Severe acute respiratory syndrome coronavirus 2 (SARS-CoV-2) is responsible for the current COVID-19 pandemic. There is emerging evidence regarding suboptimal response to vaccination against COVID-19 in patients with hematologic and solid organ malignancies. We conducted a single-center prospective study assessing seroconversion in response to vaccination against COVID-19 in 53 patients with chronic lymphocytic leukemia (CLL), non-Hodgkin’s lymphoma (NHL), multiple myeloma (MM), and solid organ malignancies. A quantitative immunoassay of IgG antibodies to SARS-CoV-2 Spike (S) protein was measured prior to vaccination and at 2 weeks after completion of two-dose vaccination series. A fourfold increase in antibody titers was considered positive seroconversion. Through a predesigned survey, patients also selfreported side effects from each dose of vaccination.

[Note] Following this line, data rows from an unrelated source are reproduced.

use chrono::{Duration, NaiveTime};
use serde_derive::Deserialize;

use crate::controller::{Controller, NightUsage};
use crate::error::ConfigError;

pub const DEFAULT_MAX_OUTPUT: f64 = 500.;
pub const DEFAULT_LOOP_PERIOD_SECS: u64 = 30;
pub const DEFAULT_STALE_AFTER_SECS: u64 = 300;
pub const DEFAULT_SETPOINT_DEADBAND: f64 = 10.;

#[derive(Clone, Copy, Debug, Default, Deserialize, PartialEq, Eq)]
#[serde(rename_all = "snake_case")]
pub enum Policy {
    #[default]
    AlwaysZero,
    MinimizeGrid,
    NightUsage,
}

impl Policy {
    pub fn name(self) -> &'static str {
        match self {
            Policy::AlwaysZero => "always_zero",
            Policy::MinimizeGrid => "minimize_grid",
            Policy::NightUsage => "night_usage",
        }
    }
}

/// `[controller]` section of the configuration file.
#[derive(Clone, Debug, Default, Deserialize)]
#[serde(default)]
pub struct ControllerConfig {
    pub policy: Policy,
    /// Platform topic carrying the house power in W (negative = net production).
    pub house_power_topic: String,
    pub max_output: Option<f64>,
    pub morning_cutoff_time: Option<String>,
    pub evening_rampup_time: Option<String>,
    pub loop_period_secs: Option<u64>,
    pub stale_after_secs: Option<u64>,
    pub setpoint_deadband: Option<f64>,
    /// Initial state of the automatic controller switch.
    pub enabled: Option<bool>,
}

impl ControllerConfig {
    pub fn new(policy: Policy, house_power_topic: &str) -> Self {
        Self {
            policy,
            house_power_topic: house_power_topic.to_string(),
            ..Default::default()
        }
    }

    pub fn is_valid(&self) -> bool {
        !self.house_power_topic.is_empty() && self.build_controller().is_ok()
    }

    pub fn max_output(&self) -> Result<f64, ConfigError> {
        let max_output = self.max_output.unwrap_or(DEFAULT_MAX_OUTPUT);
        if max_output.is_finite() && max_output > 0. {
            Ok(max_output)
        } else {
            Err(ConfigError::InvalidMaxOutput(max_output))
        }
    }

    pub fn loop_period(&self) -> Duration {
        Duration::seconds(
            self.loop_period_secs
                .unwrap_or(DEFAULT_LOOP_PERIOD_SECS)
                .max(1) as i64,
        )
    }

    pub fn stale_after(&self) -> Duration {
        Duration::seconds(self.stale_after_secs.unwrap_or(DEFAULT_STALE_AFTER_SECS) as i64)
    }

    pub fn setpoint_deadband(&self) -> f64 {
        self.setpoint_deadband
            .unwrap_or(DEFAULT_SETPOINT_DEADBAND)
            .max(0.)
    }

    pub fn enabled(&self) -> bool {
        self.enabled.unwrap_or(true)
    }

    pub fn build_controller(&self) -> Result<Controller, ConfigError> {
        self.max_output()?;
        Ok(match self.policy {
            Policy::AlwaysZero => Controller::AlwaysZero,
            Policy::MinimizeGrid => Controller::MinimizeGrid,
            Policy::NightUsage => {
                let cutoff = required_time(&self.morning_cutoff_time, "morning_cutoff_time")?;
                let rampup = required_time(&self.evening_rampup_time, "evening_rampup_time")?;
                Controller::NightUsage(NightUsage::new(cutoff, rampup)?)
            }
        })
    }
}

fn required_time(value: &Option<String>, key: &'static str) -> Result<NaiveTime, ConfigError> {
    let value = value.as_deref().ok_or(ConfigError::MissingTime {
        policy: Policy::NightUsage.name(),
        key,
    })?;
    parse_time_of_day(value)
}

/// Accepts `HH:MM` and `HH:MM:SS`.
pub fn parse_time_of_day(value: &str) -> Result<NaiveTime, ConfigError> {
    let value = value.trim();
    NaiveTime::parse_from_str(value, "%H:%M:%S")
        .or_else(|_| NaiveTime::parse_from_str(value, "%H:%M"))
        .map_err(|_| ConfigError::InvalidTime(value.to_string()))
}
fn controller_config(policy: Policy) -> ControllerConfig {
    let mut config = ControllerConfig::new(policy, HOUSE_POWER_TOPIC);
    config.morning_cutoff_time = Some("10:30".to_string());
    config.evening_rampup_time = Some("17:00".to_string());
    config
}

fn bridge(policy: Policy) -> Dispatcher<MqttTester> {
    let (inbox, _events) = mpsc::channel();
    let client = MqttTester::new(&MqttConfig::default(), None, inbox);
    Dispatcher::new(
        client,
        &DeviceIdentity::new("73bkTV", "5ak8yGU7"),
        &controller_config(policy),
    )
    .unwrap()
}

fn message(topic: &str, payload: &str) -> Event {
    Event::Message(InboundMessage {
        topic: topic.to_string(),
        payload: payload.as_bytes().to_vec(),
    })
}

fn report(properties: &str) -> Event {
    message(
        REPORT_TOPIC,
        &format!(r#"{{"sn":"PO1HLC9","properties":{properties}}}"#),
    )
}

fn house_power(watts: f64) -> Event {
    message(HOUSE_POWER_TOPIC, &watts.to_string())
}

/// Fresh telemetry and house power, then a control tick.
fn tick(
    dispatcher: &mut Dispatcher<MqttTester>,
    now: DateTime<Local>,
    properties: &str,
    house: f64,
) {
    dispatcher.handle(report(properties), now);
    dispatcher.handle(house_power(house), now);
    dispatcher.handle(Event::Timer, now);
}

const IDLE: &str = r#"{"electricLevel":60,"minSoc":100,"outputLimit":0,"solarInputPower":0}"#;

#[test]
fn publish_one_message() {
    let (inbox, _events) = mpsc::channel();
    let mut mqtt = MqttTester::new(
        &MqttConfig {
            host: "frob".to_owned(),
            port: Some(1234),
            username: None,
            password: None,
            tls: None,
            client_id: Some("myclient".to_string()),
        },
        None,
        inbox,
    );
    let result = mqtt.publish("foo", QoS::AtMostOnce, true, "Hooray".to_string());
    assert!(result.is_ok());
    assert!(!mqtt.is_empty());
    assert_eq!(mqtt.len(), 1);
}
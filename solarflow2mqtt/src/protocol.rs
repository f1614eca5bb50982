//! Vendor MQTT payloads.
//!
//! The device reports JSON documents on `/<prefix>/<device-id>/...` topics and accepts
//! JSON commands on the matching write topics. Decoding yields [`DeviceEvent`]s; encoding
//! turns a [`DeviceCommand`] into the exact topic and payload to publish. No I/O happens
//! here.

use std::collections::BTreeMap;

use log::warn;
use serde_derive::Deserialize;
use serde_json::{json, Value};

use crate::device::DeviceIdentity;
use crate::error::DecodeError;
use crate::state::{Field, FieldValue, PackStatus};

/// Vendor codes of the bypass mode select.
pub const BYPASS_MODES: [(&str, i64); 3] =
    [("automatic", 0), ("always_off", 1), ("always_on", 2)];

/// Vendor codes of the PV inverter brand select.
pub const PV_BRANDS: [(&str, i64); 7] = [
    ("other", 0),
    ("hoymiles", 1),
    ("enphase", 2),
    ("apsystems", 3),
    ("anker", 4),
    ("deye", 5),
    ("bosswerk", 15),
];

pub fn option_name(table: &[(&'static str, i64)], code: i64) -> Option<&'static str> {
    table.iter().find(|(_, c)| *c == code).map(|(name, _)| *name)
}

pub fn option_code(table: &[(&'static str, i64)], name: &str) -> Option<i64> {
    table.iter().find(|(n, _)| *n == name).map(|(_, code)| *code)
}

pub fn option_names(table: &[(&'static str, i64)]) -> Vec<String> {
    table.iter().map(|(name, _)| name.to_string()).collect()
}

#[derive(Clone, Copy)]
enum Conversion {
    Number,
    /// value is sent in tenths of a percent
    PerMille,
    Select(&'static [(&'static str, i64)]),
    Switch,
}

// pvPower* is sent by the Hub1200, solarPower* by the Hub2000
const PROPERTIES: [(&str, Field, Conversion); 18] = [
    ("electricLevel", Field::BatteryLevel, Conversion::Number),
    ("solarInputPower", Field::SolarInputPower, Conversion::Number),
    ("pvPower1", Field::SolarInput1Power, Conversion::Number),
    ("solarPower1", Field::SolarInput1Power, Conversion::Number),
    ("pvPower2", Field::SolarInput2Power, Conversion::Number),
    ("solarPower2", Field::SolarInput2Power, Conversion::Number),
    ("outputHomePower", Field::HomeOutputPower, Conversion::Number),
    ("outputPackPower", Field::BatteryChargePower, Conversion::Number),
    ("packInputPower", Field::BatteryDischargePower, Conversion::Number),
    ("outputLimit", Field::OutputLimit, Conversion::Number),
    ("inverseMaxPower", Field::MaxInverterInput, Conversion::Number),
    ("minSoc", Field::MinSoc, Conversion::PerMille),
    ("socSet", Field::MaxSoc, Conversion::PerMille),
    ("remainOutTime", Field::BatteryRuntime, Conversion::Number),
    ("remainInputTime", Field::BatteryChargeTime, Conversion::Number),
    ("passMode", Field::BypassMode, Conversion::Select(&BYPASS_MODES)),
    ("pvBrand", Field::PvBrand, Conversion::Select(&PV_BRANDS)),
    ("buzzerSwitch", Field::BuzzerSwitch, Conversion::Switch),
];

#[derive(Clone, Debug, Default, PartialEq)]
pub struct PackReport {
    pub serial: String,
    pub soc: Option<f64>,
    pub status: Option<PackStatus>,
    pub max_temperature: Option<f64>,
}

#[derive(Clone, Debug, Default, PartialEq)]
pub struct TelemetryReport {
    pub readings: Vec<(Field, FieldValue)>,
    pub serial: Option<String>,
    pub packs: Vec<PackReport>,
    /// The report carries the canonical list of installed packs.
    pub enumerates_packs: bool,
}

#[derive(Clone, Copy, Debug, PartialEq, Eq)]
pub struct CommandAck {
    pub id: u64,
    pub accepted: bool,
}

#[derive(Clone, Debug, PartialEq)]
pub enum DeviceEvent {
    Telemetry(TelemetryReport),
    Firmware {
        serial: String,
        modules: Vec<(String, i64)>,
    },
    SerialReported(String),
    TimeSyncRequested,
    CommandAck(CommandAck),
}

/// A frame to send to the device.
#[derive(Clone, Debug, PartialEq)]
pub enum DeviceCommand {
    WriteProperties {
        id: u64,
        issued_at: i64,
        properties: BTreeMap<String, i64>,
    },
    ReadAll {
        id: u64,
        issued_at: i64,
    },
    TimeSyncReply {
        timestamp: i64,
    },
}

#[derive(Deserialize)]
#[serde(rename_all = "camelCase")]
struct PackFrame {
    sn: String,
    soc_level: Option<f64>,
    state: Option<i64>,
    max_temp: Option<f64>,
}

#[derive(Deserialize)]
#[serde(rename_all = "camelCase")]
struct WriteReplyFrame {
    message_id: Value,
    success: bool,
}

#[derive(Deserialize)]
struct ModuleFrame {
    module: String,
    version: i64,
}

#[derive(Deserialize)]
#[serde(rename_all = "camelCase")]
struct FirmwareFrame {
    device_sn: String,
    #[serde(default)]
    modules: Vec<ModuleFrame>,
}

#[derive(Deserialize)]
struct LogBody {
    sn: Option<String>,
}

#[derive(Deserialize)]
struct LogFrame {
    log: LogBody,
}

pub struct Codec {
    identity: DeviceIdentity,
    report_topic: String,
    time_request_topic: String,
    write_reply_topic: String,
    firmware_topic: String,
    log_topic: String,
}

impl Codec {
    pub fn new(identity: &DeviceIdentity) -> Self {
        Self {
            identity: identity.clone(),
            report_topic: identity.report_topic(),
            time_request_topic: identity.time_request_topic(),
            write_reply_topic: identity.write_reply_topic(),
            firmware_topic: identity.firmware_topic(),
            log_topic: identity.log_topic(),
        }
    }

    pub fn decode(&self, topic: &str, payload: &[u8]) -> Result<DeviceEvent, DecodeError> {
        if topic == self.time_request_topic {
            // the request carries nothing we need
            return Ok(DeviceEvent::TimeSyncRequested);
        }
        if topic == self.report_topic {
            decode_report(topic, parse_typed(topic, payload)?)
        } else if topic == self.write_reply_topic {
            let frame: WriteReplyFrame = parse_typed(topic, payload)?;
            let id = match &frame.message_id {
                Value::Number(n) => n.as_u64(),
                Value::String(s) => s.parse().ok(),
                _ => None,
            }
            .ok_or_else(|| {
                DecodeError::malformed(topic, format!("unexpected messageId {}", frame.message_id))
            })?;
            Ok(DeviceEvent::CommandAck(CommandAck {
                id,
                accepted: frame.success,
            }))
        } else if topic == self.firmware_topic {
            let frame: FirmwareFrame = parse_typed(topic, payload)?;
            Ok(DeviceEvent::Firmware {
                serial: frame.device_sn,
                modules: frame
                    .modules
                    .into_iter()
                    .map(|m| (m.module, m.version))
                    .collect(),
            })
        } else if topic == self.log_topic {
            let frame: LogFrame = parse_typed(topic, payload)?;
            frame
                .log
                .sn
                .map(DeviceEvent::SerialReported)
                .ok_or_else(|| DecodeError::malformed(topic, "log entry without serial"))
        } else {
            Err(DecodeError::UnknownTopic(topic.to_string()))
        }
    }

    /// Serialises a command. Equal commands always produce equal topic and payload.
    pub fn encode(&self, command: &DeviceCommand) -> (String, String) {
        match command {
            DeviceCommand::WriteProperties {
                id,
                issued_at,
                properties,
            } => (
                self.identity.write_topic(),
                json!({
                    "deviceId": self.identity.device_id,
                    "messageId": id.to_string(),
                    "properties": properties,
                    "timestamp": issued_at,
                })
                .to_string(),
            ),
            DeviceCommand::ReadAll { id, issued_at } => (
                self.identity.read_topic(),
                json!({
                    "deviceId": self.identity.device_id,
                    "messageId": id.to_string(),
                    "properties": ["getAll"],
                    "timestamp": issued_at,
                })
                .to_string(),
            ),
            DeviceCommand::TimeSyncReply { timestamp } => (
                self.identity.time_reply_topic(),
                json!({
                    "messageId": timestamp.to_string(),
                    "timestamp": timestamp,
                })
                .to_string(),
            ),
        }
    }
}

fn parse_typed<T: serde::de::DeserializeOwned>(
    topic: &str,
    payload: &[u8],
) -> Result<T, DecodeError> {
    serde_json::from_slice(payload).map_err(|e| DecodeError::malformed(topic, e.to_string()))
}

fn decode_report(topic: &str, frame: Value) -> Result<DeviceEvent, DecodeError> {
    let properties = frame
        .get("properties")
        .and_then(Value::as_object)
        .ok_or_else(|| DecodeError::malformed(topic, "missing properties object"))?;

    let mut report = TelemetryReport::default();
    for (key, field, conversion) in PROPERTIES {
        let Some(raw) = properties.get(key) else {
            continue;
        };
        let number = raw
            .as_f64()
            .ok_or_else(|| DecodeError::malformed(topic, format!("{key} is not a number: {raw}")))?;
        let value = match conversion {
            Conversion::Number => FieldValue::Number(number),
            Conversion::PerMille => FieldValue::Number(number / 10.),
            Conversion::Switch => {
                let state = if number as i64 == 1 { "ON" } else { "OFF" };
                FieldValue::Text(state.to_string())
            }
            Conversion::Select(table) => match option_name(table, number as i64) {
                Some(name) => FieldValue::Text(name.to_string()),
                None => {
                    warn!("ignoring unknown {key} value {number}");
                    continue;
                }
            },
        };
        report.readings.push((field, value));
    }
    report.serial = frame
        .get("sn")
        .or_else(|| properties.get("sn"))
        .and_then(Value::as_str)
        .map(str::to_string);

    if let Some(packs) = frame.get("packData") {
        let packs: Vec<PackFrame> = serde_json::from_value(packs.clone())
            .map_err(|e| DecodeError::malformed(topic, format!("packData: {e}")))?;
        report.packs = packs
            .into_iter()
            .map(|pack| PackReport {
                serial: pack.sn,
                soc: pack.soc_level,
                status: pack.state.map(PackStatus::from_code),
                max_temperature: pack.max_temp.map(|t| t / 10.),
            })
            .collect();
        report.enumerates_packs = properties.contains_key("packNum");
    }

    Ok(DeviceEvent::Telemetry(report))
}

Seroconversion on vaccination was seen in 6/12 (50%) patients with CLL, 7/11 (63.6%) patients with NHL, 9/10 (90%) patients with MM, and 17/20 (85%) patients with solid organ malignancy. Only 6 of the 14 (42.8%) patients currently on or with previous history of rituximab use seroconverted. Injection site soreness was the most reported side effect. The only severe side effect occurred in a patient with solid organ malignancy who developed Parsonage-Turner syndrome. Patients with CLL and NHL appear less likely to respond to vaccination against COVID-19 in contrast to patients with MM or solid organ malignancies. Previous treatment with rituximab is a possible risk factor for suboptimal response to vaccination. These data highlight the importance of continuing risk mitigation strategies against COVID-19 in individuals with hematologic malignancy, particularly those with CLL or on treatment with rituximab.